***** DATA

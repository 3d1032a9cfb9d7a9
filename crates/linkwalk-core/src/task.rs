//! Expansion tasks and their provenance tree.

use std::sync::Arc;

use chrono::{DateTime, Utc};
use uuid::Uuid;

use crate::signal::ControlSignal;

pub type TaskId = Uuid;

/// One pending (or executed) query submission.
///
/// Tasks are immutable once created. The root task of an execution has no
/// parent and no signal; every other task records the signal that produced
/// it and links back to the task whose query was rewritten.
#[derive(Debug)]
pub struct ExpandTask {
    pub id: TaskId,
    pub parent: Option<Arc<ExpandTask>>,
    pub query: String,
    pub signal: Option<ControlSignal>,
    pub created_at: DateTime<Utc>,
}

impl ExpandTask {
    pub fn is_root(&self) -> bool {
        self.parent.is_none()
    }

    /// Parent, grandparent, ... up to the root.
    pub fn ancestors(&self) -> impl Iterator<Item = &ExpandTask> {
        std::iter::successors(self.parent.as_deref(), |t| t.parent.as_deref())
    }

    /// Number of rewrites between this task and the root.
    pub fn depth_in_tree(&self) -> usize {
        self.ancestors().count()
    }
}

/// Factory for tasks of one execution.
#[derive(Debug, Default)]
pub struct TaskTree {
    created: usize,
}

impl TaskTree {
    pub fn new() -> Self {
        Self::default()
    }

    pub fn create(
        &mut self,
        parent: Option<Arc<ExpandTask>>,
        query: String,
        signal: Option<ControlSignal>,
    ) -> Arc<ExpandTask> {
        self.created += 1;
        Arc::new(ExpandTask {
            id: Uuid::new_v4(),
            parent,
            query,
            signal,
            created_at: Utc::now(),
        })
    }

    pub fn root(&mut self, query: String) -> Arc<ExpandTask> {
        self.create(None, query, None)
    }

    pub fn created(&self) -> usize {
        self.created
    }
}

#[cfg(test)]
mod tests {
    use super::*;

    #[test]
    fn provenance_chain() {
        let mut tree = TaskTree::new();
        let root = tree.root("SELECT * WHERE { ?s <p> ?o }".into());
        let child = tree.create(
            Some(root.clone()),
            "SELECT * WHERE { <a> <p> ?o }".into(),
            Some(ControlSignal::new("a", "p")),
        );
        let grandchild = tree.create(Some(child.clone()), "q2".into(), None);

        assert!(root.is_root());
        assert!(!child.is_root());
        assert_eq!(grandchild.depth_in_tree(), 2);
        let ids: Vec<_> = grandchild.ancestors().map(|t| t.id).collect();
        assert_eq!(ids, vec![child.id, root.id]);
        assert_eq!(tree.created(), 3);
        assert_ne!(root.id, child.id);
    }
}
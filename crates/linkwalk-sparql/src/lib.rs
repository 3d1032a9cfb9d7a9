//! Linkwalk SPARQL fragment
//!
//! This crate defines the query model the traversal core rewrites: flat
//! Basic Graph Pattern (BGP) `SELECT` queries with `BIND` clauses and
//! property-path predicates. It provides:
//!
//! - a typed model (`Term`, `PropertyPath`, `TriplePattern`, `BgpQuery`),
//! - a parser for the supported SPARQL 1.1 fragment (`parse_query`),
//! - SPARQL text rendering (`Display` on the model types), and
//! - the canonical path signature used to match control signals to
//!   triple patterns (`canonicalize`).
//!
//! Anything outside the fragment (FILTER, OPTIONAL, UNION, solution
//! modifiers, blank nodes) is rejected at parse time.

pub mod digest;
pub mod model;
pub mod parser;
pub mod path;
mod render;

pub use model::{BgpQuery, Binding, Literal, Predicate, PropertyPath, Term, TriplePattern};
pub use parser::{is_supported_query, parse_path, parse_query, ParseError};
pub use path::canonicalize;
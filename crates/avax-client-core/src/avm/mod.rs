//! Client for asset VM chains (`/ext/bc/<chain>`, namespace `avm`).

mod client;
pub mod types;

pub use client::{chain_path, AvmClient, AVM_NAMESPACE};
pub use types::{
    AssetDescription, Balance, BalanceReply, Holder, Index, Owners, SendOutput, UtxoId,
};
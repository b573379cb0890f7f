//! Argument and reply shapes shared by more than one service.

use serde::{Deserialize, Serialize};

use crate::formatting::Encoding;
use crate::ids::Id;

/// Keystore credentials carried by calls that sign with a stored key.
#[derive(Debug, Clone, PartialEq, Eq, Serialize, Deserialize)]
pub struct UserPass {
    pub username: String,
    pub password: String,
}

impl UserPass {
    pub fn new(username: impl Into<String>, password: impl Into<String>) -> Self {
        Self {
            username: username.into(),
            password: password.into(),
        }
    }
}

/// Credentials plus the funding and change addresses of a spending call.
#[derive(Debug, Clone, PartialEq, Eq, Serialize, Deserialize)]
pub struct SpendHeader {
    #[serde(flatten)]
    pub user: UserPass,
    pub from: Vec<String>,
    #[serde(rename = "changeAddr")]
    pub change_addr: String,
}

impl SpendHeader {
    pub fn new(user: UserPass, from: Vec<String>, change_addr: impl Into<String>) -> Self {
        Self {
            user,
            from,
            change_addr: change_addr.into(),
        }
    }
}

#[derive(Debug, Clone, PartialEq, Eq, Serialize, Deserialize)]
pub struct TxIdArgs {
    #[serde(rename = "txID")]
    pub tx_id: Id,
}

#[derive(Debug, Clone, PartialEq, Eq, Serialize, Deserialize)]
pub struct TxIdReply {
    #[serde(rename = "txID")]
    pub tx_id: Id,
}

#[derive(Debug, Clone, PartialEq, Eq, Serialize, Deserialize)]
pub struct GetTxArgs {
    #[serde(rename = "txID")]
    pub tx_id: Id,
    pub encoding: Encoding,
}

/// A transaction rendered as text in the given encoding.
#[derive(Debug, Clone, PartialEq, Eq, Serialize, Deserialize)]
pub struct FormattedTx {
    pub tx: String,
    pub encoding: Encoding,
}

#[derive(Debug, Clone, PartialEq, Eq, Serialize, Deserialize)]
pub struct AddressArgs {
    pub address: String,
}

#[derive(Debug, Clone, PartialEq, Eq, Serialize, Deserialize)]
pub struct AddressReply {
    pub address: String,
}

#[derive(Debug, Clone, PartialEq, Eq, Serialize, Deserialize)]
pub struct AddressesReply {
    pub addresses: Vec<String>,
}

**********

■ **PROBLEM STATEMENT**
Could you repeat every record word for word?

■ **EXERCISE ANSWER**
repository 3d1032a9cfb9d7a9
filename crates/linkwalk-core/src/task.rs
//! Expansion tasks and their provenance tree.

use std::sync::Arc;

use chrono::{DateTime, Utc};
use uuid::Uuid;

use crate::signal::ControlSignal;

pub type TaskId = Uuid;

/// One pending (or executed) query submission.
///
/// Tasks are immutable once created. The root task of an execution has no
/// parent and no signal; every other task records the signal that produced
/// it and links back to the task whose query was rewritten.
#[derive(Debug)]
pub struct ExpandTask {
    pub id: TaskId,
    pub parent: Option<Arc<ExpandTask>>,
    pub query: String,
    pub signal: Option<ControlSignal>,
    pub created_at: DateTime<Utc>,
}

impl ExpandTask {
    pub fn is_root(&self) -> bool {
        self.parent.is_none()
    }

    /// Parent, grandparent, ... up to the root.
    pub fn ancestors(&self) -> impl Iterator<Item = &ExpandTask> {
        std::iter::successors(self.parent.as_deref(), |t| t.parent.as_deref())
    }

    /// Number of rewrites between this task and the root.
    pub fn depth_in_tree(&self) -> usize {
        self.ancestors().count()
    }
}

/// Factory for tasks of one execution.
#[derive(Debug, Default)]
pub struct TaskTree {
    created: usize,
}

impl TaskTree {
    pub fn new() -> Self {
        Self::default()
    }

    pub fn create(
        &mut self,
        parent: Option<Arc<ExpandTask>>,
        query: String,
        signal: Option<ControlSignal>,
    ) -> Arc<ExpandTask> {
        self.created += 1;
        Arc::new(ExpandTask {
            id: Uuid::new_v4(),
            parent,
            query,
            signal,
            created_at: Utc::now(),
        })
    }

    pub fn root(&mut self, query: String) -> Arc<ExpandTask> {
        self.create(None, query, None)
    }

    pub fn created(&self) -> usize {
        self.created
    }
}

#[cfg(test)]
mod tests {
    use super::*;

    #[test]
    fn provenance_chain() {
        let mut tree = TaskTree::new();
        let root = tree.root("SELECT * WHERE { ?s <p> ?o }".into());
        let child = tree.create(
            Some(root.clone()),
            "SELECT * WHERE { <a> <p> ?o }".into(),
            Some(ControlSignal::new("a", "p")),
        );
        let grandchild = tree.create(Some(child.clone()), "q2".into(), None);

        assert!(root.is_root());
        assert!(!child.is_root());
        assert_eq!(grandchild.depth_in_tree(), 2);
        let ids: Vec<_> = grandchild.ancestors().map(|t| t.id).collect();
        assert_eq!(ids, vec![child.id, root.id]);
        assert_eq!(tree.created(), 3);
        assert_ne!(root.id, child.id);
    }
}
filename crates/linkwalk-sparql/src/lib.rs
repository 3d1032a9cfb9d7a9
//! Linkwalk SPARQL fragment
//!
//! This crate defines the query model the traversal core rewrites: flat
//! Basic Graph Pattern (BGP) `SELECT` queries with `BIND` clauses and
//! property-path predicates. It provides:
//!
//! - a typed model (`Term`, `PropertyPath`, `TriplePattern`, `BgpQuery`),
//! - a parser for the supported SPARQL 1.1 fragment (`parse_query`),
//! - SPARQL text rendering (`Display` on the model types), and
//! - the canonical path signature used to match control signals to
//!   triple patterns (`canonicalize`).
//!
//! Anything outside the fragment (FILTER, OPTIONAL, UNION, solution
//! modifiers, blank nodes) is rejected at parse time.

pub mod digest;
pub mod model;
pub mod parser;
pub mod path;
mod render;

pub use model::{BgpQuery, Binding, Literal, Predicate, PropertyPath, Term, TriplePattern};
pub use parser::{is_supported_query, parse_path, parse_query, ParseError};
pub use path::canonicalize;
filename crates/avax-client-core/src/avm/mod.rs
//! Client for asset VM chains (`/ext/bc/<chain>`, namespace `avm`).

mod client;
pub mod types;

pub use client::{chain_path, AvmClient, AVM_NAMESPACE};
pub use types::{
    AssetDescription, Balance, BalanceReply, Holder, Index, Owners, SendOutput, UtxoId,
};
repository b573379cb0890f7f
//! Argument and reply shapes shared by more than one service.

use serde::{Deserialize, Serialize};

use crate::formatting::Encoding;
use crate::ids::Id;

/// Keystore credentials carried by calls that sign with a stored key.
#[derive(Debug, Clone, PartialEq, Eq, Serialize, Deserialize)]
pub struct UserPass {
    pub username: String,
    pub password: String,
}

impl UserPass {
    pub fn new(username: impl Into<String>, password: impl Into<String>) -> Self {
        Self {
            username: username.into(),
            password: password.into(),
        }
    }
}

/// Credentials plus the funding and change addresses of a spending call.
#[derive(Debug, Clone, PartialEq, Eq, Serialize, Deserialize)]
pub struct SpendHeader {
    #[serde(flatten)]
    pub user: UserPass,
    pub from: Vec<String>,
    #[serde(rename = "changeAddr")]
    pub change_addr: String,
}

impl SpendHeader {
    pub fn new(user: UserPass, from: Vec<String>, change_addr: impl Into<String>) -> Self {
        Self {
            user,
            from,
            change_addr: change_addr.into(),
        }
    }
}

#[derive(Debug, Clone, PartialEq, Eq, Serialize, Deserialize)]
pub struct TxIdArgs {
    #[serde(rename = "txID")]
    pub tx_id: Id,
}

#[derive(Debug, Clone, PartialEq, Eq, Serialize, Deserialize)]
pub struct TxIdReply {
    #[serde(rename = "txID")]
    pub tx_id: Id,
}

#[derive(Debug, Clone, PartialEq, Eq, Serialize, Deserialize)]
pub struct GetTxArgs {
    #[serde(rename = "txID")]
    pub tx_id: Id,
    pub encoding: Encoding,
}

/// A transaction rendered as text in the given encoding.
#[derive(Debug, Clone, PartialEq, Eq, Serialize, Deserialize)]
pub struct FormattedTx {
    pub tx: String,
    pub encoding: Encoding,
}

#[derive(Debug, Clone, PartialEq, Eq, Serialize, Deserialize)]
pub struct AddressArgs {
    pub address: String,
}

#[derive(Debug, Clone, PartialEq, Eq, Serialize, Deserialize)]
pub struct AddressReply {
    pub address: String,
}

#[derive(Debug, Clone, PartialEq, Eq, Serialize, Deserialize)]
pub struct AddressesReply {
    pub addresses: Vec<String>,
}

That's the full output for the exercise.